The active metabolite of leflunomide, A771726 is suspected to cause serious birth defects when administered during pregnancy. Arava is contraindicated in pregnancy (see section 4.3).
Women of childbearing potential have to use effective contraception during and up to 2 years after treatment (see “waiting period” below) or up to 11 days after treatment (see abbreviated “washout period” below).
The patient must be advised that if there is any delay in onset of menses or any other reason to suspect pregnancy, they must notify the physician immediately for pregnancy testing, and if positive, the physician and patient must discuss the risk to the pregnancy. It is possible that rapidly lowering the blood level of the active metabolite, by instituting the drug elimination procedure described below, at the first delay of menses may decrease the risk to the foetus from leflunomide.
In a small prospective study in women (n=64) who became inadvertently pregnant while taking leflunomide for no more than three weeks after conception and followed by a drug elimination procedure, no significant differences (p=0.13) were observed in the overall rate of major structural defects (5.4%) compared to either of the comparison groups (4.2% in the disease matched group [n=108] and 4.2% in healthy pregnant women [n=78]).
For women receiving leflunomide treatment and who wish to become pregnant, one of the following procedures is recommended in order to ascertain that the foetus is not exposed to toxic concentrations of A771726 (target concentration below 0.02 mg/L):
A771726 plasma levels can be expected to be above 0.02 mg/L for a prolonged period. The concentration may be expected to decrease below 0.02 mg/L about 2 years after stopping the treatment with leflunomide.
After a 2-year waiting period, the A771726 plasma concentration is measured for the first time. Thereafter, the A771726 plasma concentration must be determined again after an interval of at least 14 days. If both plasma concentrations are below 0.02 mg/L no teratogenic risk is to be expected.
For further information on the sample testing please contact the Marketing Authorisation Holder or its local representative (see section 7).
After stopping treatment with leflunomide:
• colestyramine 8 g is administered 3 times daily for a period of 11 days,
• alternatively, 50 g of activated powdered charcoal is administered 4 times daily for a period of 11 days.
However, also following either of the washout procedures, verification by 2 separate tests at an interval of at least 14 days and a waiting period of one-and-a-half months between the first occurrence of a plasma concentration below 0.02 mg/L and fertilisation is required.
Women of childbearing potential should be told that a waiting period of 2 years after treatment discontinuation is required before they may become pregnant. If a waiting period of up to approximately 2 years under reliable contraception is considered unpractical, prophylactic institution of a washout procedure may be advisable.

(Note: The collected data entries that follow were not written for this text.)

use crate::errors::Result;
use ndarray::{Array1, ArrayView1};
use rayon::prelude::*;
use std::cmp::Ordering;
use std::collections::BinaryHeap;

/// Above this many entries the scan runs on the rayon pool
const PARALLEL_THRESHOLD: usize = 100;

/// Entry in the flat index
#[derive(Debug, Clone)]
pub struct VectorEntry {
    pub vector: Array1<f32>,
    pub norm_squared: f32,
}

/// Search hit: position in insertion order and squared L2 distance
#[derive(Debug, Clone, Copy, PartialEq)]
pub struct SearchHit {
    pub index: usize,
    pub distance: f32,
}

impl SearchHit {
    /// Score shown to users
    pub fn similarity(&self) -> f32 {
        1.0 - self.distance
    }
}

impl Eq for SearchHit {}

impl PartialOrd for SearchHit {
    fn partial_cmp(&self, other: &Self) -> Option<Ordering> {
        Some(self.cmp(other))
    }
}

impl Ord for SearchHit {
    // Largest distance on top of the heap so it can be evicted
    fn cmp(&self, other: &Self) -> Ordering {
        self.distance
            .partial_cmp(&other.distance)
            .unwrap_or(Ordering::Equal)
            .then_with(|| self.index.cmp(&other.index))
    }
}

/// Exhaustive squared-L2 index over fixed-dimension vectors
#[derive(Debug, Clone)]
pub struct VectorIndex {
    entries: Vec<VectorEntry>,
    dimension: usize,
}

impl VectorIndex {
    pub fn new(dimension: usize) -> Self {
        Self {
            entries: Vec::new(),
            dimension,
        }
    }

    /// Build an index from rows that must all have the same length
    pub fn from_rows(rows: Vec<Vec<f32>>) -> Result<Self> {
        let dimension = rows
            .first()
            .map(|r| r.len())
            .ok_or_else(|| crate::vector_error!("cannot build an index from zero vectors"))?;
        let mut index = Self::new(dimension);
        for row in rows {
            index.add(Array1::from(row))?;
        }
        Ok(index)
    }

    pub fn add(&mut self, vector: Array1<f32>) -> Result<()> {
        if vector.len() != self.dimension {
            return Err(crate::validation_error!(
                "vector dimension",
                vector.len(),
                self.dimension
            ));
        }
        let norm_squared = vector.dot(&vector);
        self.entries.push(VectorEntry {
            vector,
            norm_squared,
        });
        Ok(())
    }

    pub fn dimension(&self) -> usize {
        self.dimension
    }

    pub fn len(&self) -> usize {
        self.entries.len()
    }

    pub fn is_empty(&self) -> bool {
        self.entries.is_empty()
    }

    pub fn vector(&self, index: usize) -> Option<&Array1<f32>> {
        self.entries.get(index).map(|e| &e.vector)
    }

    pub fn vectors(&self) -> impl Iterator<Item = &Array1<f32>> {
        self.entries.iter().map(|e| &e.vector)
    }

    /// k nearest entries, closest first. `k` past the end returns everything.
    pub fn search(&self, query: &[f32], k: usize) -> Result<Vec<SearchHit>> {
        if query.len() != self.dimension {
            return Err(crate::validation_error!(
                "query dimension",
                query.len(),
                self.dimension
            ));
        }
        if self.entries.is_empty() || k == 0 {
            return Ok(Vec::new());
        }

        let query = ArrayView1::from(query);
        let query_norm_squared = query.dot(&query);

        if self.entries.len() > PARALLEL_THRESHOLD {
            Ok(self.parallel_search(query, query_norm_squared, k))
        } else {
            Ok(self.sequential_search(query, query_norm_squared, k))
        }
    }

    /// Bounded max-heap scan
    fn sequential_search(&self, query: ArrayView1<f32>, query_norm_squared: f32, k: usize) -> Vec<SearchHit> {
        let mut heap = BinaryHeap::with_capacity(k + 1);

        for (index, entry) in self.entries.iter().enumerate() {
            let hit = SearchHit {
                index,
                distance: squared_distance(query, query_norm_squared, entry),
            };
            if heap.len() < k {
                heap.push(hit);
            } else if heap.peek().map(|worst| hit < *worst).unwrap_or(false) {
                heap.pop();
                heap.push(hit);
            }
        }

        heap.into_sorted_vec()
    }

    fn parallel_search(&self, query: ArrayView1<f32>, query_norm_squared: f32, k: usize) -> Vec<SearchHit> {
        let mut hits: Vec<SearchHit> = self
            .entries
            .par_iter()
            .enumerate()
            .map(|(index, entry)| SearchHit {
                index,
                distance: squared_distance(query, query_norm_squared, entry),
            })
            .collect();

        hits.par_sort_unstable();
        hits.truncate(k);
        hits
    }
}

/// |q|^2 + |v|^2 - 2 q.v, clamped at zero against rounding
fn squared_distance(query: ArrayView1<f32>, query_norm_squared: f32, entry: &VectorEntry) -> f32 {
    let dot = query.dot(&entry.vector);
    (query_norm_squared + entry.norm_squared - 2.0 * dot).max(0.0)
}
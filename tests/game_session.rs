use async_trait::async_trait;
use chess_ai_assistant::errors::Result;
use chess_ai_assistant::{
    AssistantError, ChatProvider, ChatRequest, ChessAssistant, EmbeddingProvider, IndexStore, Personality,
    SavedGame,
};
use std::path::Path;
use std::sync::{Arc, Mutex};

/// Replays scripted replies; `None` fails the call
struct ScriptedChat {
    replies: Mutex<Vec<Option<&'static str>>>,
    requests: Mutex<Vec<ChatRequest>>,
}

impl ScriptedChat {
    fn new(mut replies: Vec<Option<&'static str>>) -> Arc<Self> {
        replies.reverse();
        Arc::new(Self {
            replies: Mutex::new(replies),
            requests: Mutex::new(Vec::new()),
        })
    }

    fn system_prompts(&self) -> Vec<String> {
        self.requests
            .lock()
            .unwrap()
            .iter()
            .filter_map(|r| r.system_prompt().map(str::to_string))
            .collect()
    }
}

#[async_trait]
impl ChatProvider for ScriptedChat {
    fn model(&self) -> &str {
        "scripted"
    }

    async fn complete(&self, request: &ChatRequest) -> Result<String> {
        self.requests.lock().unwrap().push(request.clone());
        match self.replies.lock().unwrap().pop().flatten() {
            Some(reply) => Ok(reply.to_string()),
            None => Err(AssistantError::HttpError {
                status: Some(503),
                message: "service unavailable".into(),
            }),
        }
    }
}

struct Offline;

#[async_trait]
impl EmbeddingProvider for Offline {
    fn model(&self) -> &str {
        "offline"
    }

    async fn embed(&self, _text: &str) -> Result<Vec<f32>> {
        Err(chess_ai_assistant::api_error!("offline"))
    }
}

fn assistant(dir: &Path, chat: Arc<ScriptedChat>) -> ChessAssistant {
    let embedder = |_: &str| -> Arc<dyn EmbeddingProvider> { Arc::new(Offline) };
    ChessAssistant::with_providers(chat, embedder, IndexStore::new(dir.join("embeddings")), dir.join("saves"))
}

#[tokio::test]
async fn test_save_then_load_restores_game() {
    let dir = tempfile::tempdir().unwrap();
    let chat = ScriptedChat::new(vec![Some("e5 Symmetry is comfort."), Some("Nc6 Defending e5.")]);
    let first = assistant(dir.path(), chat);

    first.set_personality("Coach").await.unwrap();
    first.user_move("e2e4").await.unwrap();
    first.buddy_move().await.unwrap();
    first.user_move("g1f3").await.unwrap();
    first.buddy_move().await.unwrap();
    let before = first.game().await;
    first.save_game("italian").await.unwrap();

    let second = assistant(dir.path(), ScriptedChat::new(vec![]));
    let after = second.load_game("italian").await.unwrap();

    assert_eq!(after.moves, before.moves);
    assert_eq!(after.analysis, before.analysis);
    assert_eq!(after.personality, "Coach");
    assert_eq!(after.fen, before.fen);
    assert_eq!(second.list_saves().unwrap(), vec!["italian"]);
}

#[tokio::test]
async fn test_personality_switch_changes_only_the_prompt() {
    let dir = tempfile::tempdir().unwrap();
    let chat = ScriptedChat::new(vec![Some("e5 Fine."), Some("Nc6 Sure.")]);
    let app = assistant(dir.path(), chat.clone());

    app.user_move("e2e4").await.unwrap();
    app.buddy_move().await.unwrap();
    let before = app.game().await;

    app.set_personality("Trash Talker").await.unwrap();
    let switched = app.game().await;
    assert_eq!(switched.moves, before.moves);
    assert_eq!(switched.analysis, before.analysis);
    assert_eq!(switched.fen, before.fen);

    app.user_move("g1f3").await.unwrap();
    app.buddy_move().await.unwrap();

    let prompts = chat.system_prompts();
    assert_eq!(prompts.len(), 2);
    assert_eq!(prompts[0], Personality::ChessBuddy.system_prompt());
    assert_eq!(prompts[1], Personality::TrashTalker.system_prompt());
}

#[tokio::test]
async fn test_failed_call_leaves_session_and_save_untouched() {
    let dir = tempfile::tempdir().unwrap();
    let chat = ScriptedChat::new(vec![Some("d5 Solid."), None]);
    let app = assistant(dir.path(), chat);

    app.user_move("d2d4").await.unwrap();
    app.buddy_move().await.unwrap();
    app.save_game("qgd").await.unwrap();
    let saved_path = dir.path().join("saves").join("qgd.json");
    let saved_bytes = std::fs::read(&saved_path).unwrap();

    app.user_move("c2c4").await.unwrap();
    let before = app.game().await;
    let err = app.buddy_move().await.unwrap_err();
    assert!(err.is_upstream());

    let after = app.game().await;
    assert_eq!(after.moves, before.moves);
    assert_eq!(after.analysis, before.analysis);
    assert_eq!(std::fs::read(&saved_path).unwrap(), saved_bytes);
}

#[tokio::test]
async fn test_illegal_model_move_is_shown_but_not_played() {
    let dir = tempfile::tempdir().unwrap();
    let chat = ScriptedChat::new(vec![Some("Qxf7# I win immediately!")]);
    let app = assistant(dir.path(), chat);

    app.user_move("e2e4").await.unwrap();
    let reply = app.buddy_move().await.unwrap();
    assert_eq!(reply.raw, "Qxf7# I win immediately!");
    assert!(reply.chess_move.is_none());
    assert_eq!(app.game().await.moves, vec!["e2e4"]);
}

#[tokio::test]
async fn test_corrupt_save_does_not_replace_session() {
    let dir = tempfile::tempdir().unwrap();
    let app = assistant(dir.path(), ScriptedChat::new(vec![]));
    app.user_move("e2e4").await.unwrap();

    let saves = dir.path().join("saves");
    std::fs::create_dir_all(&saves).unwrap();
    std::fs::write(saves.join("broken.json"), "{\"moves\": 3}").unwrap();
    SavedGame {
        moves: vec!["e2e5".into()],
        analysis: vec![String::new()],
        personality: "Chess Buddy".into(),
    }
    .save(saves.join("illegal.json"))
    .unwrap();

    assert!(app.load_game("broken").await.is_err());
    assert!(app.load_game("illegal").await.is_err());
    assert!(app.load_game("../outside").await.is_err());
    assert_eq!(app.game().await.moves, vec!["e2e4"]);
}

#[tokio::test]
async fn test_new_game_keeps_personality() {
    let dir = tempfile::tempdir().unwrap();
    let app = assistant(dir.path(), ScriptedChat::new(vec![]));
    app.set_personality("grandmaster").await.unwrap();
    app.user_move("e2e4").await.unwrap();

    let fresh = app.new_game().await;
    assert!(fresh.moves.is_empty());
    assert_eq!(fresh.personality, "Grandmaster");
    assert!(app.set_personality("Kibitzer").await.is_err());
}
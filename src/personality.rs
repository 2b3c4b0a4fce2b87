use crate::errors::{AssistantError, Result};
use serde::{Deserialize, Serialize};
use std::fmt;
use std::str::FromStr;

/// Static prompt persona for the chess buddy
#[derive(Debug, Clone, Copy, PartialEq, Eq, Hash, Default, Serialize, Deserialize)]
pub enum Personality {
    #[default]
    ChessBuddy,
    Coach,
    Grandmaster,
    TrashTalker,
}

impl Personality {
    pub const ALL: [Personality; 4] = [
        Personality::ChessBuddy,
        Personality::Coach,
        Personality::Grandmaster,
        Personality::TrashTalker,
    ];

    /// Label persisted in saved games and shown in the UI
    pub fn label(&self) -> &'static str {
        match self {
            Personality::ChessBuddy => "Chess Buddy",
            Personality::Coach => "Coach",
            Personality::Grandmaster => "Grandmaster",
            Personality::TrashTalker => "Trash Talker",
        }
    }

    pub fn system_prompt(&self) -> &'static str {
        match self {
            Personality::ChessBuddy => {
                "You are Chess Buddy, a cheerful chess partner. You play the game with the user \
                 and explain every move you make in plain language. Sprinkle in chess-related \
                 puns and light jokes, keep the tone casual and encouraging, and help the user \
                 understand the ideas behind the moves."
            }
            Personality::Coach => {
                "You are a patient chess coach playing a training game with your student. \
                 After each move, explain the plan behind it, point out what the student's last \
                 move achieved or missed, and suggest one principle to keep in mind."
            }
            Personality::Grandmaster => {
                "You are a world-class grandmaster. Play strong, principled chess and comment \
                 concisely in precise chess terminology, naming openings, pawn structures and \
                 candidate moves where relevant."
            }
            Personality::TrashTalker => {
                "You are a cocky but good-natured chess hustler from the park. Play your move and \
                 tease the user about their position with playful trash talk. Never be insulting \
                 about anything other than their chess."
            }
        }
    }
}

impl fmt::Display for Personality {
    fn fmt(&self, f: &mut fmt::Formatter<'_>) -> fmt::Result {
        f.write_str(self.label())
    }
}

impl FromStr for Personality {
    type Err = AssistantError;

    fn from_str(label: &str) -> Result<Self> {
        let wanted = label.trim();
        Personality::ALL
            .into_iter()
            .find(|p| p.label().eq_ignore_ascii_case(wanted))
            .ok_or_else(|| AssistantError::UnknownPersonality(label.to_string()))
    }
}
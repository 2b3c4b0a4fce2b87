//! Browser front end: one static page plus a small JSON API over a single
//! [`ChessAssistant`].

use crate::analysis_chat::EXAMPLE_QUERIES;
use crate::buddy::BuddyReply;
use crate::errors::AssistantError;
use crate::llm::ChatMessage;
use crate::personality::Personality;
use crate::session::SessionView;
use crate::ChessAssistant;
use axum::{
    extract::State,
    http::StatusCode,
    response::{Html, IntoResponse, Response},
    routing::{get, post},
    Json, Router,
};
use serde::{Deserialize, Serialize};
use std::net::SocketAddr;
use std::sync::Arc;

const INDEX_HTML: &str = include_str!("../static/index.html");

type AppState = Arc<ChessAssistant>;

/// Error body returned by every API route
#[derive(Debug, Serialize, Deserialize)]
pub struct ErrorBody {
    pub error: String,
}

#[derive(Debug)]
pub struct ApiError(pub AssistantError);

impl ApiError {
    pub fn status(&self) -> StatusCode {
        match &self.0 {
            e if e.is_upstream() => StatusCode::BAD_GATEWAY,
            AssistantError::InvalidMove(_)
            | AssistantError::InvalidPosition(_)
            | AssistantError::ValidationError { .. }
            | AssistantError::UnknownPersonality(_)
            | AssistantError::SerializationError(_) => StatusCode::BAD_REQUEST,
            AssistantError::IndexNotFound(_) | AssistantError::NotFound(_) => StatusCode::NOT_FOUND,
            _ => StatusCode::INTERNAL_SERVER_ERROR,
        }
    }
}

impl From<AssistantError> for ApiError {
    fn from(error: AssistantError) -> Self {
        ApiError(error)
    }
}

impl IntoResponse for ApiError {
    fn into_response(self) -> Response {
        let status = self.status();
        if status.is_server_error() {
            log::error!("request failed: {}", self.0);
        } else {
            log::debug!("request rejected: {}", self.0);
        }
        (status, Json(ErrorBody { error: self.0.to_string() })).into_response()
    }
}

type ApiResult<T> = std::result::Result<Json<T>, ApiError>;

#[derive(Debug, Deserialize)]
pub struct MoveRequest {
    pub uci: String,
}

#[derive(Debug, Deserialize)]
pub struct PersonalityRequest {
    pub label: String,
}

#[derive(Debug, Deserialize)]
pub struct SaveRequest {
    pub name: String,
}

#[derive(Debug, Deserialize)]
pub struct AskRequest {
    pub query: String,
    /// False when the question came from an example button
    #[serde(default = "default_from_input")]
    pub from_input: bool,
}

fn default_from_input() -> bool {
    true
}

#[derive(Debug, Serialize)]
pub struct ReplyResponse {
    pub reply: BuddyReply,
    pub game: SessionView,
}

#[derive(Debug, Serialize)]
pub struct SaveResponse {
    pub path: String,
}

#[derive(Debug, Serialize)]
pub struct HealthResponse {
    pub status: &'static str,
    pub chat_model: String,
}

pub fn router(assistant: AppState) -> Router {
    Router::new()
        .route("/", get(index))
        .route("/healthz", get(healthz))
        .route("/api/personalities", get(personalities))
        .route("/api/game", get(game))
        .route("/api/game/new", post(new_game))
        .route("/api/game/move", post(user_move))
        .route("/api/game/reply", post(buddy_move))
        .route("/api/game/personality", post(set_personality))
        .route("/api/game/saves", get(list_saves))
        .route("/api/game/save", post(save_game))
        .route("/api/game/load", post(load_game))
        .route("/api/analysis", get(analysis))
        .route("/api/analysis/ask", post(ask))
        .route("/api/analysis/clear", post(clear_analysis))
        .route("/api/analysis/examples", get(examples))
        .with_state(assistant)
}

pub async fn serve(assistant: ChessAssistant, addr: SocketAddr) -> crate::errors::Result<()> {
    let app = router(Arc::new(assistant));
    let listener = tokio::net::TcpListener::bind(addr).await?;
    log::info!("Chess assistant listening on http://{}", addr);
    axum::serve(listener, app).await?;
    Ok(())
}

async fn index() -> Html<&'static str> {
    Html(INDEX_HTML)
}

async fn healthz(State(assistant): State<AppState>) -> Json<HealthResponse> {
    Json(HealthResponse {
        status: "ok",
        chat_model: assistant.chat_model().to_string(),
    })
}

async fn personalities() -> Json<Vec<&'static str>> {
    Json(Personality::ALL.iter().map(|p| p.label()).collect())
}

async fn game(State(assistant): State<AppState>) -> Json<SessionView> {
    Json(assistant.game().await)
}

async fn new_game(State(assistant): State<AppState>) -> Json<SessionView> {
    Json(assistant.new_game().await)
}

async fn user_move(State(assistant): State<AppState>, Json(request): Json<MoveRequest>) -> ApiResult<SessionView> {
    Ok(Json(assistant.user_move(&request.uci).await?))
}

async fn buddy_move(State(assistant): State<AppState>) -> ApiResult<ReplyResponse> {
    let reply = assistant.buddy_move().await?;
    Ok(Json(ReplyResponse {
        reply,
        game: assistant.game().await,
    }))
}

async fn set_personality(
    State(assistant): State<AppState>,
    Json(request): Json<PersonalityRequest>,
) -> ApiResult<SessionView> {
    Ok(Json(assistant.set_personality(&request.label).await?))
}

async fn list_saves(State(assistant): State<AppState>) -> ApiResult<Vec<String>> {
    Ok(Json(assistant.list_saves()?))
}

async fn save_game(State(assistant): State<AppState>, Json(request): Json<SaveRequest>) -> ApiResult<SaveResponse> {
    let path = assistant.save_game(&request.name).await?;
    Ok(Json(SaveResponse {
        path: path.display().to_string(),
    }))
}

async fn load_game(State(assistant): State<AppState>, Json(request): Json<SaveRequest>) -> ApiResult<SessionView> {
    Ok(Json(assistant.load_game(&request.name).await?))
}

async fn analysis(State(assistant): State<AppState>) -> Json<Vec<ChatMessage>> {
    Json(assistant.analysis_messages().await)
}

async fn ask(State(assistant): State<AppState>, Json(request): Json<AskRequest>) -> Json<Vec<ChatMessage>> {
    Json(assistant.ask_analysis(&request.query, request.from_input).await)
}

async fn clear_analysis(State(assistant): State<AppState>) -> StatusCode {
    assistant.clear_analysis().await;
    StatusCode::NO_CONTENT
}

async fn examples() -> Json<Vec<&'static str>> {
    Json(EXAMPLE_QUERIES.to_vec())
}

Both colestyramine and activated powdered charcoal may influence the absorption of oestrogens and progestogens such that reliable contraception with oral contraceptives may not be guaranteed during the washout procedure with colestyramine or activated powdered charcoal. Use of alternative contraceptive methods is recommended.
Animal studies indicate that leflunomide or its metabolites pass into breast milk. Breast-feeding women must, therefore, not receive leflunomide.
Results of animal fertility studies have shown no effect on male and female fertility, but adverse effects on male reproductive organs were observed in repeated dose toxicity studies (see section 5.3).
In the case of side effects such as dizziness the patient's ability to concentrate and to react properly may be impaired. In such cases patients should refrain from driving cars and using machines.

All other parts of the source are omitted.